When We Became Humans
Michael Bright, illustrated by Hannah Bailey
Words & Pictures
Here’s a large format, illustrated book that provides an accessible overview of human evolution from our earliest primate ancestors right through to Homo sapiens.
Having explained such terms as hominids, hominins and haplorhins, the author takes readers back to our earliest primate ancestors – tiny rodent-like mammals – of some 65 millions years back; then moves on 35 million years to the monkey-like ape ancestors that were starting to bear a greater resemblance to the apes we know today. (Here, I was fascinated to read of the theory of the parallel evolution of primates and fruit trees).
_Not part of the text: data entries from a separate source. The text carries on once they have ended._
mod scenario;

use std::{fs, path::Path};

use pretty_assertions::assert_eq;
use reconcile_tree::{Document, DocumentConfig, Element, LiveSelection, Node, Position, Range};
use scenario::Scenario;
use serde::Deserialize;

#[test]
fn test_concurrent_edits_converge() {
    let scenarios = get_all_scenarios();
    assert!(!scenarios.is_empty(), "No scenarios found");

    for scenario in &scenarios {
        scenario.run();
    }
}

#[test]
fn test_editing_session() {
    let config = DocumentConfig::from_yaml("default_root_name: body\nundo_depth: 10\n").unwrap();
    let mut document = Document::new(config);
    let mut selection = LiveSelection::new(&mut document);
    let at = |path: &[usize]| Position::new("body", path.to_vec());

    document
        .batch()
        .insert(at(&[0]), vec![Element::new("p").with_children([Node::from("Hello world")]).into()])
        .unwrap();
    selection.collapse(document.model(), at(&[0, 11]));
    document.batch().split(&at(&[0, 5])).unwrap();

    // A caret at the end of the split element follows the moved tail.
    assert_eq!(selection.ranges(), vec![Range::collapsed(at(&[1, 6]))]);

    document.undo().unwrap();
    let restored = Document::from_json(&document.to_json().unwrap(), document.config().clone()).unwrap();

    assert_eq!(restored.model(), document.model());
    assert_eq!(
        restored.model().element_at("body", &[0]).unwrap().text_content(),
        "Hello world"
    );
    assert_eq!(selection.ranges(), vec![Range::collapsed(at(&[0, 11]))]);
}

fn get_all_scenarios() -> Vec<Scenario> {
    let scenarios_dir = Path::new("tests/scenarios");
    let entries = fs::read_dir(scenarios_dir)
        .expect("Failed to read scenarios directory")
        .collect::<Vec<_>>();

    let mut scenarios = Vec::new();

    for entry in entries {
        let entry = entry.expect("Failed to read directory entry");
        let path = entry.path();

        if path.is_file() && path.extension().and_then(|ext| ext.to_str()) == Some("yml") {
            let file = fs::File::open(&path).expect("Failed to open scenario file");
            for document in serde_yaml::Deserializer::from_reader(file) {
                let scenario = Scenario::deserialize(document).expect("Failed to deserialize scenario");
                scenarios.push(scenario);
            }
        }
    }

    scenarios
}
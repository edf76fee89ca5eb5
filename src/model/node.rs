use std::collections::BTreeMap;

use serde::{Deserialize, Serialize};
use serde_json::Value;

use crate::errors::ModelError;

/// Attributes of a node. Values are plain JSON so that a document snapshot is
/// always serializable.
pub type Attributes = BTreeMap<String, Value>;

/// A node of the document tree: either an element with children or a run of
/// text sharing the same attributes.
#[derive(Debug, Clone, PartialEq, Serialize, Deserialize)]
#[serde(untagged)]
pub enum Node {
    Element(Element),
    Text(Text),
}

#[derive(Debug, Clone, PartialEq, Default, Serialize, Deserialize)]
pub struct Element {
    pub name: String,

    #[serde(default, skip_serializing_if = "BTreeMap::is_empty")]
    pub attributes: Attributes,

    #[serde(default)]
    pub children: Vec<Node>,
}

#[derive(Debug, Clone, PartialEq, Default, Serialize, Deserialize)]
pub struct Text {
    pub data: String,

    #[serde(default, skip_serializing_if = "BTreeMap::is_empty")]
    pub attributes: Attributes,
}

impl Node {
    /// Number of offset slots the node takes up in its parent: one for an
    /// element, one per character for text.
    pub fn offset_size(&self) -> usize {
        match self {
            Node::Element(_) => 1,
            Node::Text(text) => text.len(),
        }
    }

    pub fn attributes(&self) -> &Attributes {
        match self {
            Node::Element(element) => &element.attributes,
            Node::Text(text) => &text.attributes,
        }
    }

    pub fn attributes_mut(&mut self) -> &mut Attributes {
        match self {
            Node::Element(element) => &mut element.attributes,
            Node::Text(text) => &mut text.attributes,
        }
    }

    pub fn as_element(&self) -> Option<&Element> {
        match self {
            Node::Element(element) => Some(element),
            Node::Text(_) => None,
        }
    }

    pub fn as_element_mut(&mut self) -> Option<&mut Element> {
        match self {
            Node::Element(element) => Some(element),
            Node::Text(_) => None,
        }
    }

    pub fn as_text(&self) -> Option<&Text> {
        match self {
            Node::Text(text) => Some(text),
            Node::Element(_) => None,
        }
    }
}

impl From<Element> for Node {
    fn from(element: Element) -> Self { Node::Element(element) }
}

impl From<Text> for Node {
    fn from(text: Text) -> Self { Node::Text(text) }
}

impl From<&str> for Node {
    fn from(data: &str) -> Self { Node::Text(Text::new(data)) }
}

impl Text {
    pub fn new(data: impl Into<String>) -> Self {
        Self {
            data: data.into(),
            attributes: Attributes::new(),
        }
    }

    #[must_use]
    pub fn with_attribute(mut self, key: impl Into<String>, value: Value) -> Self {
        self.attributes.insert(key.into(), value);
        self
    }

    /// Length in characters.
    pub fn len(&self) -> usize { self.data.chars().count() }

    pub fn is_empty(&self) -> bool { self.data.is_empty() }

    /// Characters `[start, start + length)`.
    pub fn slice(&self, start: usize, length: usize) -> String {
        self.data.chars().skip(start).take(length).collect()
    }

    /// Split the text at the given character index, keeping the head and
    /// returning the tail with the same attributes.
    fn split_off(&mut self, at: usize) -> Text {
        let byte_index = self
            .data
            .char_indices()
            .nth(at)
            .map_or(self.data.len(), |(index, _)| index);

        Text {
            data: self.data.split_off(byte_index),
            attributes: self.attributes.clone(),
        }
    }
}

impl Element {
    pub fn new(name: impl Into<String>) -> Self {
        Self {
            name: name.into(),
            attributes: Attributes::new(),
            children: Vec::new(),
        }
    }

    #[must_use]
    pub fn with_attribute(mut self, key: impl Into<String>, value: Value) -> Self {
        self.attributes.insert(key.into(), value);
        self
    }

    #[must_use]
    pub fn with_children(mut self, children: impl IntoIterator<Item = Node>) -> Self {
        self.children.extend(children);
        self.normalize();
        self
    }

    /// A shallow copy: same name and attributes, no children.
    #[must_use]
    pub fn empty_clone(&self) -> Self {
        Self {
            name: self.name.clone(),
            attributes: self.attributes.clone(),
            children: Vec::new(),
        }
    }

    /// The offset after the last child.
    pub fn max_offset(&self) -> usize { self.children.iter().map(Node::offset_size).sum() }

    pub fn has_element_children(&self) -> bool {
        self.children
            .iter()
            .any(|child| matches!(child, Node::Element(_)))
    }

    /// Concatenated text of the element and all its descendants.
    pub fn text_content(&self) -> String {
        self.children
            .iter()
            .map(|child| match child {
                Node::Element(element) => element.text_content(),
                Node::Text(text) => text.data.clone(),
            })
            .collect()
    }

    /// Returns the child occupying the given offset slot together with the
    /// offset at which that child starts.
    pub fn child_at_offset(&self, offset: usize) -> Option<(&Node, usize)> {
        let mut start = 0;
        for child in &self.children {
            let size = child.offset_size();
            if offset < start + size {
                return Some((child, start));
            }
            start += size;
        }

        None
    }

    pub(crate) fn child_at_offset_mut(&mut self, offset: usize) -> Option<&mut Node> {
        let mut start = 0;
        for child in &mut self.children {
            let size = child.offset_size();
            if offset < start + size {
                return Some(child);
            }
            start += size;
        }

        None
    }

    /// Make sure a child boundary exists at `offset` by splitting the text
    /// node that spans it. Returns the index of the first child starting at
    /// or after `offset`.
    pub(crate) fn split_at_offset(&mut self, offset: usize) -> Result<usize, ModelError> {
        let mut start = 0;
        for index in 0..self.children.len() {
            if start == offset {
                return Ok(index);
            }

            let size = self.children[index].offset_size();
            if offset < start + size {
                let Node::Text(text) = &mut self.children[index] else {
                    return Err(ModelError::LostInvariant(format!(
                        "offset {offset} points inside a non-text node"
                    )));
                };

                let tail = text.split_off(offset - start);
                self.children.insert(index + 1, Node::Text(tail));
                return Ok(index + 1);
            }

            start += size;
        }

        if start == offset {
            Ok(self.children.len())
        } else {
            Err(ModelError::InvalidPosition(format!(
                "offset {offset} is beyond the element's end ({start})"
            )))
        }
    }

    /// Insert nodes so that the first one starts at `offset`.
    pub(crate) fn insert_at_offset(
        &mut self,
        offset: usize,
        nodes: impl IntoIterator<Item = Node>,
    ) -> Result<(), ModelError> {
        let index = self.split_at_offset(offset)?;
        self.children.splice(index..index, nodes);
        self.normalize();

        Ok(())
    }

    /// Detach the nodes occupying `[offset, offset + how_many)`.
    pub(crate) fn remove_at_offset(
        &mut self,
        offset: usize,
        how_many: usize,
    ) -> Result<Vec<Node>, ModelError> {
        let start = self.split_at_offset(offset)?;
        let end = self.split_at_offset(offset + how_many)?;
        let removed = self.children.drain(start..end).collect();
        self.normalize();

        Ok(removed)
    }

    /// Run `f` on every node fully covering `[offset, offset + how_many)`,
    /// splitting text nodes on the boundaries first.
    pub(crate) fn update_span(
        &mut self,
        offset: usize,
        how_many: usize,
        mut f: impl FnMut(&mut Node),
    ) -> Result<(), ModelError> {
        let start = self.split_at_offset(offset)?;
        let end = self.split_at_offset(offset + how_many)?;
        self.children[start..end].iter_mut().for_each(&mut f);
        self.normalize();

        Ok(())
    }

    /// Merge neighbouring text nodes with equal attributes and drop empty
    /// ones.
    pub(crate) fn normalize(&mut self) {
        let mut normalized: Vec<Node> = Vec::with_capacity(self.children.len());

        for child in self.children.drain(..) {
            match child {
                Node::Text(text) if text.is_empty() => {}
                Node::Text(text) => match normalized.last_mut() {
                    Some(Node::Text(previous)) if previous.attributes == text.attributes => {
                        previous.data.push_str(&text.data);
                    }
                    _ => normalized.push(Node::Text(text)),
                },
                element @ Node::Element(_) => normalized.push(element),
            }
        }

        self.children = normalized;
    }
}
Then comes a spread on how scientists study fossil evidence and the kind of information this can yield.
Next is a look at the move to bipedalism and how this enabled early hominins both to see further across the plains and to grasp and carry tools, food and even babies.
Bright presents the theory that a number of different hominid species lived at the same time, as well as stating that as DNA analysis shows, Neanderthals and modern humans interbred.
There is just so much absorbing information packed between the covers. In addition to exploring physical changes,
the author includes a look at the stages of cultural development, tool use and its modification.
I was particularly fascinated by the cultural spreads such as the look at health care, and jewellery, (Neanderthals and humans both wore it),
trinkets and charms.
The book ends with the question of whether or not humans are still evolving, plus a visual presentation of chronology and migration routes.
Hannah Bailey’s plentiful illustrations are excellent, making the considerable amount of information feel much less challenging to primary school readers.
A book I’d thoroughly recommend adding to family shelves or a KS2 collection for supporting both the history and the science curriculum, as well as for interested individuals.